Two lawsuits filed in late 1994 put the recovery plan in jeopardy. While one of the lawsuits was filed by the Wyoming Farm Bureau, the other was filed by a coalition of concerned environmental groups including the Idaho Conservation League and Audubon Society. The latter group pointed to unofficial wolf sightings as proof that wolves had already migrated down to Yellowstone from the north, which, they argued, made the plan to reintroduce an experimental population in the same area unlawful. According to their argument, if wolves were already present in Yellowstone, they should rightfully be afforded full protection under the ESA, which, they reasoned, was preferable to the limited "experimental" classification that would be given to any reintroduced wolves.

Nevertheless, both cases were thrown out on January 3, 1995. Adolescent members from packs of Mackenzie Valley wolves in Alberta, Canada, were tranquilized and carted down to the recovery zones later that week, but a last-minute court order delayed the planned releases. The stay came from an appellate court in Denver, and was instigated by the Wyoming Farm Bureau. After spending an additional 36 hours in transport cages in Idaho and in their holding pens in Yellowstone, the wolves were finally released following official judicial sanction. Yellowstone's wolves stayed in acclimation pens for two more months before being released into the wild. Idaho's wolves, conversely, were given a hard (or immediate) release. Sixty-six wolves were released to the two areas in this manner in January 1995 and January 1996.

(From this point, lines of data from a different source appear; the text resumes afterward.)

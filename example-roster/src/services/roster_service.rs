use sqlx::{Sqlite, SqlitePool};
use stowage_data::{params, GenericStorage, Page, Pageable};
use stowage_data_sqlx::{Conn, DataErrorExt, SqlxStorage, TxManager};

use crate::error::AppError;
use crate::models::roster::{Roster, TABLE};

#[derive(Clone)]
pub struct RosterService {
    pool: SqlitePool,
    storage: SqlxStorage<Roster, Sqlite>,
    tx: TxManager<Sqlite>,
}

impl RosterService {
    pub fn new(pool: SqlitePool) -> Result<Self, AppError> {
        Ok(Self {
            storage: SqlxStorage::new(TABLE)?,
            tx: TxManager::new(pool.clone()),
            pool,
        })
    }

    pub async fn sign(&self, name: &str, role: &str, team: &str) -> Result<Roster, AppError> {
        let mut roster = Roster::new(name, role, Some(team));
        self.storage
            .insert(Conn::Pool(&self.pool), &mut roster)
            .await?;
        tracing::info!(id = roster.id, name = %roster.name, "player signed");
        Ok(roster)
    }

    pub async fn sign_all(&self, mut rosters: Vec<Roster>) -> Result<Vec<Roster>, AppError> {
        self.storage
            .insert_bulk(Conn::Pool(&self.pool), &mut rosters)
            .await?;
        Ok(rosters)
    }

    pub async fn get(&self, id: i64) -> Result<Roster, AppError> {
        let mut roster = Roster::new("", "", None);
        match self
            .storage
            .find_by_id(Conn::Pool(&self.pool), &mut roster, id)
            .await
        {
            Ok(()) => Ok(roster),
            Err(err) if err.is_row_not_found() => Err(AppError::NotFound(format!("roster {id}"))),
            Err(err) => Err(err.into()),
        }
    }

    pub async fn by_team(&self, team: &str) -> Result<Vec<Roster>, AppError> {
        let mut out = Vec::new();
        self.storage
            .find_where(
                Conn::Pool(&self.pool),
                &mut out,
                r#""team" = :team"#,
                params! { "team" => team },
            )
            .await?;
        Ok(out)
    }

    pub async fn list(&self, pageable: &Pageable) -> Result<Page<Roster>, AppError> {
        Ok(self
            .storage
            .find_page(Conn::Pool(&self.pool), pageable)
            .await?)
    }

    /// Move a player to another team, swapping roles with the player they
    /// replace. Both rows change or neither does.
    pub async fn transfer(&self, player_id: i64, replaced_id: i64) -> Result<(), AppError> {
        let storage = &self.storage;
        self.tx
            .run_in_transaction(|tx| async move {
                let mut player = Roster::new("", "", None);
                storage
                    .find_by_id(Conn::Tx(&tx), &mut player, player_id)
                    .await?;
                let mut replaced = Roster::new("", "", None);
                storage
                    .find_by_id(Conn::Tx(&tx), &mut replaced, replaced_id)
                    .await?;

                if player.team == replaced.team {
                    return Err(AppError::Internal(format!(
                        "{} and {} already play together",
                        player.name, replaced.name
                    )));
                }

                std::mem::swap(&mut player.team, &mut replaced.team);
                std::mem::swap(&mut player.role, &mut replaced.role);
                storage.update(Conn::Tx(&tx), &mut player).await?;
                storage.update(Conn::Tx(&tx), &mut replaced).await?;
                tracing::info!(
                    player = %player.name,
                    replaced = %replaced.name,
                    "transfer completed"
                );
                Ok(())
            })
            .await
    }

    pub async fn release(&self, id: i64) -> Result<(), AppError> {
        self.storage.delete(Conn::Pool(&self.pool), id).await?;
        tracing::info!(id, "player released");
        Ok(())
    }
}
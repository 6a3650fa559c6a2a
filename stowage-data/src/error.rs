use crate::query::QueryError;
use crate::schema::SchemaError;

type Cause = Box<dyn std::error::Error + Send + Sync>;

/// Errors that can occur in the data layer.
#[derive(Debug)]
pub enum DataError {
    /// Error reported by the database driver, passed through unchanged.
    Database(Cause),
    Query(QueryError),
    Schema(SchemaError),
    /// A value could not be added to the driver's argument buffer.
    Encode(Cause),
    /// `Record::field` returned nothing for a mapped column.
    MissingField(&'static str),
    /// A multi-row insert returned a different number of rows than it sent.
    BulkCountMismatch { expected: usize, actual: usize },
    TransactionStartFailed(Cause),
    TransactionCommitFailed(Cause),
    /// The transaction handle was used after commit or rollback.
    TransactionClosed,
}

impl DataError {
    /// Construct a `Database` variant from any error type.
    ///
    /// Used by backend crates (e.g. `stowage-data-sqlx`) to wrap
    /// driver-specific errors.
    pub fn database(err: impl std::error::Error + Send + Sync + 'static) -> Self {
        DataError::Database(Box::new(err))
    }

    /// The wrapped driver error, if this is a driver or transaction failure.
    pub fn cause(&self) -> Option<&(dyn std::error::Error + Send + Sync + 'static)> {
        match self {
            DataError::Database(err)
            | DataError::Encode(err)
            | DataError::TransactionStartFailed(err)
            | DataError::TransactionCommitFailed(err) => Some(err.as_ref()),
            _ => None,
        }
    }
}

impl std::fmt::Display for DataError {
    fn fmt(&self, f: &mut std::fmt::Formatter<'_>) -> std::fmt::Result {
        match self {
            DataError::Database(err) => write!(f, "Database error: {err}"),
            DataError::Query(err) => write!(f, "Query error: {err}"),
            DataError::Schema(err) => write!(f, "Schema error: {err}"),
            DataError::Encode(err) => write!(f, "Failed to encode parameter: {err}"),
            DataError::MissingField(column) => {
                write!(f, "Record returned no value for column `{column}`")
            }
            DataError::BulkCountMismatch { expected, actual } => write!(
                f,
                "Bulk insert returned {actual} rows, expected {expected}"
            ),
            DataError::TransactionStartFailed(err) => {
                write!(f, "Error when creating transaction: {err}")
            }
            DataError::TransactionCommitFailed(err) => {
                write!(f, "Error when committing transaction: {err}")
            }
            DataError::TransactionClosed => write!(f, "Transaction already finished"),
        }
    }
}

impl std::error::Error for DataError {
    fn source(&self) -> Option<&(dyn std::error::Error + 'static)> {
        match self {
            DataError::Query(err) => Some(err),
            DataError::Schema(err) => Some(err),
            other => other
                .cause()
                .map(|err| err as &(dyn std::error::Error + 'static)),
        }
    }
}

impl From<QueryError> for DataError {
    fn from(err: QueryError) -> Self {
        DataError::Query(err)
    }
}

impl From<SchemaError> for DataError {
    fn from(err: SchemaError) -> Self {
        DataError::Schema(err)
    }
}
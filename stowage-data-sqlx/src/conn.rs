use sqlx::{Executor, FromRow, IntoArguments, Pool};
use stowage_data::{compile_named, DataError, Params};

use crate::backend::Backend;
use crate::tx::Tx;

/// The connection a storage operation runs on.
///
/// `Tx` makes the operation part of that transaction and turns on row
/// locking for row-returning selects. `Pool` checks out a connection for
/// the single statement.
pub enum Conn<'a, DB: sqlx::Database> {
    Pool(&'a Pool<DB>),
    Tx(&'a Tx<DB>),
}

impl<DB: sqlx::Database> Clone for Conn<'_, DB> {
    fn clone(&self) -> Self {
        *self
    }
}

impl<DB: sqlx::Database> Copy for Conn<'_, DB> {}

impl<'a, DB: sqlx::Database> From<&'a Pool<DB>> for Conn<'a, DB> {
    fn from(pool: &'a Pool<DB>) -> Self {
        Conn::Pool(pool)
    }
}

impl<'a, DB: sqlx::Database> From<&'a Tx<DB>> for Conn<'a, DB> {
    fn from(tx: &'a Tx<DB>) -> Self {
        Conn::Tx(tx)
    }
}

impl<DB: sqlx::Database> Conn<'_, DB> {
    pub fn is_transaction(&self) -> bool {
        matches!(self, Conn::Tx(_))
    }
}

// One macro body per fetch style; `$fetch` is the sqlx terminal method.
macro_rules! run_on_conn {
    ($conn:expr, $query:expr, $fetch:ident) => {
        match $conn {
            Conn::Pool(pool) => $query.$fetch(pool).await,
            Conn::Tx(tx) => {
                let mut guard = tx.lock().await;
                let tx = guard.as_mut().ok_or(DataError::TransactionClosed)?;
                $query.$fetch(&mut **tx).await
            }
        }
        .map_err(DataError::database)
    };
}

impl<DB> Conn<'_, DB>
where
    DB: Backend,
    for<'c> &'c mut DB::Connection: Executor<'c, Database = DB>,
    for<'q> DB::Arguments<'q>: IntoArguments<'q, DB>,
{
    fn prepare<'q>(
        sql: &str,
        params: &Params,
    ) -> Result<(String, DB::Arguments<'q>), DataError> {
        let (compiled, values) = compile_named(sql, params, DB::DIALECT)?;
        tracing::debug!(sql = %compiled, binds = values.len(), "executing statement");
        let args = DB::arguments(values).map_err(DataError::Encode)?;
        Ok((compiled, args))
    }

    pub(crate) async fn fetch_one<T>(self, sql: &str, params: &Params) -> Result<T, DataError>
    where
        T: for<'r> FromRow<'r, DB::Row> + Send + Unpin,
    {
        let (sql, args) = Self::prepare(sql, params)?;
        run_on_conn!(self, sqlx::query_as_with::<DB, T, _>(&sql, args), fetch_one)
    }

    pub(crate) async fn fetch_all<T>(self, sql: &str, params: &Params) -> Result<Vec<T>, DataError>
    where
        T: for<'r> FromRow<'r, DB::Row> + Send + Unpin,
    {
        let (sql, args) = Self::prepare(sql, params)?;
        run_on_conn!(self, sqlx::query_as_with::<DB, T, _>(&sql, args), fetch_all)
    }

    pub(crate) async fn fetch_scalar<O>(self, sql: &str, params: &Params) -> Result<O, DataError>
    where
        O: Send + Unpin,
        (O,): for<'r> FromRow<'r, DB::Row>,
    {
        let (sql, args) = Self::prepare(sql, params)?;
        run_on_conn!(self, sqlx::query_scalar_with::<DB, O, _>(&sql, args), fetch_one)
    }

    pub(crate) async fn execute(self, sql: &str, params: &Params) -> Result<(), DataError> {
        let (sql, args) = Self::prepare(sql, params)?;
        run_on_conn!(self, sqlx::query_with::<DB, _>(&sql, args), execute).map(drop)
    }
}
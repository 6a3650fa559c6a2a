//! Column projections derived from a [`Schema`].
//!
//! Projections are pure functions of the descriptor, so they are computed
//! once per entity type and shared through a process-wide cache.

use std::any::TypeId;
use std::sync::{Arc, LazyLock};

use dashmap::DashMap;

use crate::entity::Record;
use crate::schema::{Schema, SchemaError, CREATED_AT_COLUMN, UPDATED_AT_COLUMN};

static PROJECTIONS: LazyLock<DashMap<TypeId, Arc<Projections>>> = LazyLock::new(DashMap::new);

/// SQL fragments shared by every statement the engine builds for one entity.
#[derive(Debug, Clone, PartialEq, Eq)]
pub struct Projections {
    /// `"id", "name", ...` for every non-ignored column.
    pub select_columns: String,
    /// `"createdAt", "updatedAt", <writable columns>`.
    pub insert_columns: String,
    /// `:createdAt, :updatedAt, :<writable column>...`.
    pub insert_placeholders: String,
    /// `"updatedAt" = :updatedAt, "<col>" = :<col>...`.
    pub update_set: String,
    pub identity: &'static str,
    pub writable: Vec<&'static str>,
}

impl Projections {
    pub fn compute(schema: &Schema) -> Self {
        let writable: Vec<&'static str> = schema.writable().map(|f| f.column).collect();
        let audit = [CREATED_AT_COLUMN, UPDATED_AT_COLUMN];

        let select_columns = schema
            .selectable()
            .map(|f| quoted(f.column))
            .collect::<Vec<_>>()
            .join(", ");
        let insert_columns = audit
            .iter()
            .chain(&writable)
            .map(|c| quoted(c))
            .collect::<Vec<_>>()
            .join(", ");
        let insert_placeholders = audit
            .iter()
            .chain(&writable)
            .map(|c| format!(":{c}"))
            .collect::<Vec<_>>()
            .join(", ");
        let update_set = std::iter::once(&UPDATED_AT_COLUMN)
            .chain(&writable)
            .map(|c| format!("\"{c}\" = :{c}"))
            .collect::<Vec<_>>()
            .join(", ");

        Self {
            select_columns,
            insert_columns,
            insert_placeholders,
            update_set,
            identity: schema.identity().column,
            writable,
        }
    }

    /// Projections for `T`, computed on first use.
    pub fn of<T: Record>() -> Result<Arc<Self>, SchemaError> {
        let key = TypeId::of::<T>();
        if let Some(cached) = PROJECTIONS.get(&key) {
            return Ok(Arc::clone(cached.value()));
        }
        let computed = Arc::new(Self::compute(&T::schema()?));
        Ok(Arc::clone(
            PROJECTIONS.entry(key).or_insert(computed).value(),
        ))
    }

    /// Placeholder tuple for one row of a multi-row insert.
    pub fn row_placeholders(&self, row: usize) -> String {
        let names: Vec<String> = [CREATED_AT_COLUMN, UPDATED_AT_COLUMN]
            .iter()
            .chain(&self.writable)
            .map(|c| format!(":{}", Self::row_parameter(c, row)))
            .collect();
        format!("({})", names.join(", "))
    }

    /// Parameter name of `column` in row `row` of a multi-row insert.
    pub fn row_parameter(column: &str, row: usize) -> String {
        format!("{column}__{row}")
    }
}

fn quoted(column: &str) -> String {
    format!("\"{column}\"")
}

The 2005 estimates of wolf populations in the two recovery zones reflect the success the species has had in both areas:
- Greater Yellowstone area: 325
- Central Idaho: 565

These numbers, added with the estimated number of wolves in northwestern Montana (130), puts the total number of wolves in the Northern Rocky Mountains recovery area at over 1000 individuals. This includes about 134 packs (two or more wolves traveling together) and 71 breeding pairs (male and female that successfully rear a litter of at least two until Dec. 31). The recovery goal for the area was revised to 30 breeding pairs total, and this number has been surpassed for some time.

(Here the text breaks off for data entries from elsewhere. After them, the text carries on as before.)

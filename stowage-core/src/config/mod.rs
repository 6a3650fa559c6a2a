mod loader;
pub mod value;

use std::collections::HashMap;
use std::path::Path;

pub use value::{ConfigValue, FromConfigValue};

/// Prefix of environment variables that override config keys.
pub const ENV_PREFIX: &str = "STOWAGE";

/// Environment variable selecting the active profile.
pub const PROFILE_ENV: &str = "STOWAGE_PROFILE";

/// Error type for configuration operations.
#[derive(Debug)]
pub enum ConfigError {
    /// The requested key was not found in the configuration.
    NotFound(String),
    /// The value could not be converted to the requested type.
    TypeMismatch { key: String, expected: &'static str },
    /// An I/O or YAML parsing error occurred while loading config files.
    Load(String),
    /// A value was present and well-typed but not acceptable.
    Invalid { key: String, message: String },
}

impl std::fmt::Display for ConfigError {
    fn fmt(&self, f: &mut std::fmt::Formatter<'_>) -> std::fmt::Result {
        match self {
            ConfigError::NotFound(key) => write!(f, "Config key not found: {key}"),
            ConfigError::TypeMismatch { key, expected } => {
                write!(f, "Config type mismatch for '{key}': expected {expected}")
            }
            ConfigError::Load(msg) => write!(f, "Config load error: {msg}"),
            ConfigError::Invalid { key, message } => {
                write!(f, "Invalid config value for '{key}': {message}")
            }
        }
    }
}

impl std::error::Error for ConfigError {}

/// A strongly-typed configuration section read from a [`StowageConfig`].
pub trait ConfigProperties: Sized {
    /// The configuration key prefix (e.g., `"database"`).
    fn prefix() -> &'static str;

    fn from_config(config: &StowageConfig) -> Result<Self, ConfigError>;
}

/// Configuration loaded from YAML files, `.env` files, and environment variables.
///
/// Resolution order (lowest to highest priority):
/// 1. `application.yaml` (base)
/// 2. `application-{profile}.yaml` (profile override)
/// 3. `.env` then `.env.{profile}` (loaded into the process environment,
///    never overwriting variables that are already set)
/// 4. `STOWAGE_*` environment variables (`STOWAGE_DATABASE_URL` overrides
///    `database.url`; a double underscore stands for a literal `_`)
///
/// Profile is determined by: `STOWAGE_PROFILE` env var > argument.
#[derive(Debug, Clone)]
pub struct StowageConfig {
    values: HashMap<String, ConfigValue>,
    profile: String,
}

impl StowageConfig {
    /// Load configuration for `profile` from the current working directory.
    pub fn load(profile: &str) -> Result<Self, ConfigError> {
        Self::load_from(Path::new("."), profile)
    }

    /// Load configuration for `profile` from files in `dir`.
    pub fn load_from(dir: &Path, profile: &str) -> Result<Self, ConfigError> {
        let active_profile =
            std::env::var(PROFILE_ENV).unwrap_or_else(|_| profile.to_string());

        let mut values = HashMap::new();
        loader::load_yaml_file(&dir.join("application.yaml"), &mut values)?;
        loader::load_yaml_file(
            &dir.join(format!("application-{active_profile}.yaml")),
            &mut values,
        )?;

        // Missing .env files are fine; a malformed one is not.
        for env_file in [dir.join(".env"), dir.join(format!(".env.{active_profile}"))] {
            load_env_file(&env_file)?;
        }

        for (var, val) in std::env::vars() {
            if let Some(key) = loader::env_key(ENV_PREFIX, &var) {
                values.insert(key, ConfigValue::String(val));
            }
        }

        tracing::debug!(profile = %active_profile, keys = values.len(), "configuration loaded");
        Ok(StowageConfig {
            values,
            profile: active_profile,
        })
    }

    /// Create a config from a YAML string (useful for testing).
    pub fn from_yaml_str(yaml: &str, profile: &str) -> Result<Self, ConfigError> {
        let mut values = HashMap::new();
        loader::load_yaml_str(yaml, &mut values)?;
        Ok(StowageConfig {
            values,
            profile: profile.to_string(),
        })
    }

    /// Create an empty config (useful for testing).
    pub fn empty() -> Self {
        StowageConfig {
            values: HashMap::new(),
            profile: "test".to_string(),
        }
    }

    /// Set a value programmatically.
    pub fn set(&mut self, key: &str, value: ConfigValue) {
        self.values.insert(key.to_string(), value);
    }

    /// Get a typed value for the given dot-separated key.
    ///
    /// # Errors
    ///
    /// Returns `ConfigError::NotFound` if the key does not exist, or
    /// `ConfigError::TypeMismatch` if the value cannot be converted.
    pub fn get<V: FromConfigValue>(&self, key: &str) -> Result<V, ConfigError> {
        let value = self
            .values
            .get(key)
            .ok_or_else(|| ConfigError::NotFound(key.to_string()))?;
        V::from_config_value(value, key)
    }

    /// Get a typed value, returning `default` only when the key is missing.
    ///
    /// A present but malformed value is still an error.
    pub fn get_or<V: FromConfigValue>(&self, key: &str, default: V) -> Result<V, ConfigError> {
        match self.get(key) {
            Err(ConfigError::NotFound(_)) => Ok(default),
            other => other,
        }
    }

    pub fn contains_key(&self, key: &str) -> bool {
        self.values.contains_key(key)
    }

    /// The active profile name.
    pub fn profile(&self) -> &str {
        &self.profile
    }

    /// Read a typed section.
    pub fn section<C: ConfigProperties>(&self) -> Result<C, ConfigError> {
        C::from_config(self)
    }
}

fn load_env_file(path: &Path) -> Result<(), ConfigError> {
    match dotenvy::from_path(path) {
        Ok(()) => Ok(()),
        Err(dotenvy::Error::Io(err)) if err.kind() == std::io::ErrorKind::NotFound => Ok(()),
        Err(err) => Err(ConfigError::Load(format!("{}: {err}", path.display()))),
    }
}
use stowage_core::ConfigError;
use stowage_data::DataError;

#[derive(Debug)]
pub enum AppError {
    NotFound(String),
    Data(DataError),
    Config(ConfigError),
    Internal(String),
}

impl std::fmt::Display for AppError {
    fn fmt(&self, f: &mut std::fmt::Formatter<'_>) -> std::fmt::Result {
        match self {
            AppError::NotFound(msg) => write!(f, "Not found: {msg}"),
            AppError::Data(err) => write!(f, "{err}"),
            AppError::Config(err) => write!(f, "{err}"),
            AppError::Internal(msg) => write!(f, "Internal error: {msg}"),
        }
    }
}

impl std::error::Error for AppError {}

impl From<DataError> for AppError {
    fn from(err: DataError) -> Self {
        AppError::Data(err)
    }
}

impl From<ConfigError> for AppError {
    fn from(err: ConfigError) -> Self {
        AppError::Config(err)
    }
}

impl From<sqlx::Error> for AppError {
    fn from(err: sqlx::Error) -> Self {
        AppError::Data(DataError::database(err))
    }
}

Current wolf population statistics can be found at Gray Wolf (Canis lupus) | U.S. Fish & Wildlife Service

Over the decades since wolves have been present in the region, hundreds of incidents of livestock depredation have been confirmed, though such predation represents a minute proportion of a wolf's diet on a per-wolf basis. While the majority of wolves ignore livestock entirely, a few wolves or wolf packs become chronic livestock hunters, and most of these have been killed to protect livestock. Since the year Defenders of Wildlife implemented their compensation fund, they have allocated over $1,400,000 to private owners for proven and probable livestock depredation by wolves. Opponents argue that the Yellowstone reintroductions were unnecessary, as American wolves were never in danger of biological extinction, since wolves still persisted in Canada. Opponents have also stated that wolves are of little commercial benefit, as cost estimates on wolf recovery are from $200,000 to $1 million per wolf. The Lamar Valley is one of the best places in the world to observe wolves, though, and tourism based on wolves is booming. The growing wolf-viewing outfitting trend contrasts with declines for big-game hunters. National Park Service Biologist Wayne Brewster informed guides and outfitters living north of Yellowstone National Park, to expect a 50% drop in harvestable game when wolves were reintroduced to Yellowstone National Park. This was confirmed when in 2006, the Yellowstone elk herd had in fact shrunk to 50% since the mid 1990s, though researchers documented that most of the elk that fell prey to wolves were very old, diseased, or very young. Two 30-day periods of tracking radio-collared wolves showed that 77–97% of prey species documented by wolves in the park were elk. Outside the park, numerous hunting outfitters have closed due to the concomitant 90% reduction in elk permits. Defenders of Wildlife transitioned from paying compensation to helping ranchers use nonlethal methods to better protect livestock from wolf predation. These methods include carcass removal to reduce attractants to scavengers, increased human presence near livestock, lighting, herd management, livestock guard dogs, and other measures.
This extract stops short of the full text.